El pasado jueves por la noche se realizó en el boliche “Cruz” la fiesta en homenaje a los 200 años del periodismo, organizado por el Círculo Profesional de Comunicación Institucional y Relaciones Públicas (Circom). En una fiesta muy amena, con rica comida y cerca de 200 asistentes, se destacó la figura del vocero de Electroingeniería, Carlos Bergoglio, quien a pesar de ser el más “antiguo” de los comunicadores, sorprendió a los presentes al pasarse toda la noche bailando sin descansar un minuto. Cuentan que Bergoglio, junto a otros de los miembros del Circom, estaba dentro del grupo a quienes no les convencía la idea de modificar la tradición del evento, mudándolo de un almuerzo a una cena con baile. Sin embargo, llegado el momento parece que Bergoglio se olvidó de su postura inicial y decidió disfrutar de la fiesta, transformándose automáticamente en el centro de atención durante un largo rato. Un dato para tener en cuenta es que el vocero de la empresa no sólo bailó toda la noche sino que fue quien “abrió” la pista, llamando al resto de sus colegas a sumársele. Algunos presentes aprovecharon para mencionar en este marco que Bergoglio también volvió a hacer gala de sus dotes artísticas, ya que -recordaron- en la cena que se desarrolló durante la reciente visita de periodistas a la Central Nuclear Atucha II (en construcción) había cantado un tango en compañía de Gustavo Tobi.
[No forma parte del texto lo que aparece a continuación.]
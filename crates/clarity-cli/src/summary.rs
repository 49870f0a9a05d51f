use comfy_table::modifiers::{UTF8_ROUND_CORNERS, UTF8_SOLID_INNER_BORDERS};
use comfy_table::presets::{UTF8_FULL, UTF8_FULL_CONDENSED};
use comfy_table::{
    Attribute, Cell, CellAlignment, Color, ColumnConstraint, ContentArrangement, Table, Width,
};

use clarity_model::{DatasetId, FileReport, FileStatus, OutcomeStatus, SheetOutcome};

use crate::types::{IngestRun, UploadSummary};

pub fn print_summary(run: &IngestRun) {
    println!("Database: {}", run.database.display());
    println!("{}", build_summary_table(run));
}

pub fn print_json_summary(run: &IngestRun) -> serde_json::Result<()> {
    let body = UploadSummary {
        summary: &run.reports,
    };
    println!("{}", serde_json::to_string_pretty(&body)?);
    Ok(())
}

fn build_summary_table(run: &IngestRun) -> Table {
    let mut table = Table::new();
    table.set_header(vec![
        header_cell("File"),
        header_cell("Sheet"),
        header_cell("Dataset"),
        header_cell("Table"),
        header_cell("Status"),
        header_cell("Rows"),
        header_cell("Details"),
    ]);
    apply_summary_table_style(&mut table);
    align_column(&mut table, 4, CellAlignment::Center);
    align_column(&mut table, 5, CellAlignment::Right);

    for report in &run.reports {
        if report.sheets.is_empty() {
            table.add_row(vec![
                Cell::new(&report.file),
                dim_cell("-"),
                dim_cell("-"),
                dim_cell("-"),
                file_status_cell(report.status),
                dim_cell("-"),
                Cell::new(report.reason.clone().unwrap_or_default()),
            ]);
            continue;
        }
        for sheet in &report.sheets {
            table.add_row(vec![
                Cell::new(&report.file),
                Cell::new(&sheet.sheet),
                Cell::new(sheet.dataset.as_str())
                    .fg(Color::Blue)
                    .add_attribute(Attribute::Bold),
                Cell::new(&sheet.table),
                sheet_status_cell(sheet.status),
                rows_cell(sheet),
                Cell::new(sheet_details(sheet)),
            ]);
        }
    }

    table.add_row(vec![
        Cell::new("TOTAL").add_attribute(Attribute::Bold),
        dim_cell(format!("{} files", run.reports.len())),
        dim_cell("-"),
        dim_cell("-"),
        total_status_cell(&run.reports),
        Cell::new(run.rows_ingested()).add_attribute(Attribute::Bold),
        dim_cell("-"),
    ]);
    table
}

fn sheet_details(sheet: &SheetOutcome) -> String {
    let mut details = sheet.message.clone();
    if !sheet.ambiguous_with.is_empty() {
        let others: Vec<&str> = sheet.ambiguous_with.iter().map(DatasetId::as_str).collect();
        details.push_str(&format!("\nAlso matched: {}", others.join(", ")));
    }
    if let Some(kind) = sheet.kind {
        details.push_str(&format!("\n[{}]", kind.as_str()));
    }
    details
}

pub fn apply_table_style(table: &mut Table) {
    table
        .load_preset(UTF8_FULL_CONDENSED)
        .apply_modifier(UTF8_ROUND_CORNERS)
        .set_content_arrangement(ContentArrangement::Dynamic)
        .set_width(120);
}

fn apply_summary_table_style(table: &mut Table) {
    table
        .load_preset(UTF8_FULL)
        .apply_modifier(UTF8_ROUND_CORNERS)
        .apply_modifier(UTF8_SOLID_INNER_BORDERS)
        .set_content_arrangement(ContentArrangement::DynamicFullWidth)
        .set_width(160);
    if table.column_count() >= 7 {
        table.set_constraints(vec![
            ColumnConstraint::UpperBoundary(Width::Percentage(20)),
            ColumnConstraint::UpperBoundary(Width::Fixed(24)),
            ColumnConstraint::UpperBoundary(Width::Fixed(28)),
            ColumnConstraint::UpperBoundary(Width::Fixed(28)),
            ColumnConstraint::LowerBoundary(Width::Fixed(9)),
            ColumnConstraint::LowerBoundary(Width::Fixed(6)),
            ColumnConstraint::UpperBoundary(Width::Percentage(40)),
        ]);
    }
}

pub fn align_column(table: &mut Table, index: usize, alignment: CellAlignment) {
    if let Some(column) = table.column_mut(index) {
        column.set_cell_alignment(alignment);
    }
}

pub fn header_cell(label: &str) -> Cell {
    Cell::new(label)
        .fg(Color::Cyan)
        .add_attribute(Attribute::Bold)
}

fn sheet_status_cell(status: OutcomeStatus) -> Cell {
    match status {
        OutcomeStatus::Success => Cell::new("OK").fg(Color::Green),
        OutcomeStatus::Warning => Cell::new("WARN").fg(Color::Yellow),
        OutcomeStatus::Skipped => dim_cell("SKIP"),
        OutcomeStatus::Error => Cell::new("ERROR")
            .fg(Color::Red)
            .add_attribute(Attribute::Bold),
    }
}

fn file_status_cell(status: FileStatus) -> Cell {
    match status {
        FileStatus::Processed => Cell::new("OK").fg(Color::Green),
        FileStatus::Skipped => dim_cell("SKIP"),
        FileStatus::Error => Cell::new("ERROR")
            .fg(Color::Red)
            .add_attribute(Attribute::Bold),
    }
}

fn total_status_cell(reports: &[FileReport]) -> Cell {
    let errors = reports.iter().filter(|r| r.has_errors()).count();
    if errors > 0 {
        Cell::new(format!("{errors} failed"))
            .fg(Color::Red)
            .add_attribute(Attribute::Bold)
    } else {
        Cell::new("OK").fg(Color::Green)
    }
}

fn rows_cell(sheet: &SheetOutcome) -> Cell {
    match sheet.status {
        OutcomeStatus::Success if sheet.rows > 0 => Cell::new(sheet.rows)
            .fg(Color::Green)
            .add_attribute(Attribute::Bold),
        OutcomeStatus::Success => dim_cell(0),
        _ => dim_cell("-"),
    }
}

fn dim_cell<T: ToString>(value: T) -> Cell {
    Cell::new(value).fg(Color::DarkGrey)
}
Lo que se dice, un verdadero “superstar”.
Cónsul muy inquieto
No hay que repasar demasiado la historia de la provincia para descubrir los estrechos vínculos entre Italia y Córdoba. A cada paso, sobre todo en el interior, se respira tradición y cultura italiana. Con esos antecedentes, Andrea Lépore quien es desde setiembre del año pasado el nuevo cónsul general de Italia en Córdoba, decidió encarar una agenda de trabajo que trascienda el tradicional perfil de otorgar ciudadanías y emitir pasaportes. Joven y con una carrera diplomática prometedora, Lépore quiere imponer desde su Consulado General una agenda vinculada a la producción y los negocios. Y mira a Córdoba como un territorio lleno de oportunidades en materia agroalimentaria. El diplomático trabaja para realizar un workshop destinado a Pymes con el propósito de vincular tecnología y marketing italiano con producto argentino. “Nuestra tecnología y experiencia de marketing en el mercado global sumada a la calidad de los productos alimenticios argentinos nos da un potencial que debemos aprovechar”, define Lépore, un cónsul con una destacable vocación por promover los negocios bilaterales. Haciendo gala de su dinámica diplomática, prepara también la visita a Córdoba del embajador de su país en la Argentina. Será el 23 o 24 de este mes. Se verá con Giacomino y Schiaretti y tendrá una parada obligada en Fiat.
Avalle, ya está en carrera por reelección
El intendente Eduardo Avalle lanzó oficialmente el viernes por la noche su candidatura por la Unión Vecinal. En busca de la reelección, y ante más de mil personas, realizó el acto formal justo el Día del Vecino. Por primera vez, habló como candidato a los vecinalistas, en la cena en el Prado Español. Entre los presentes se pudo observar al legislador peronista Daniel Passerini. En cuanto a nombres que acompañarán a Avalle existe un gran hermetismo dentro de Unión Vecinal, por lo que no trascendieron demasiados datos acerca de los candidatos a concejales y tribunos de Cuentas. De todas maneras, se espera que regresen a ocupar lugares quienes ya fueron en otras oportunidades concejales o funcionarios del gobierno municipal. El que sigue es el candidato a intendente del Movimiento Alternativo Popular, Héctor Botacín, quien dará la señal de largada el 25 de junio con la posibilidad de contar con presencia de autoridades kirchneristas de la provincia.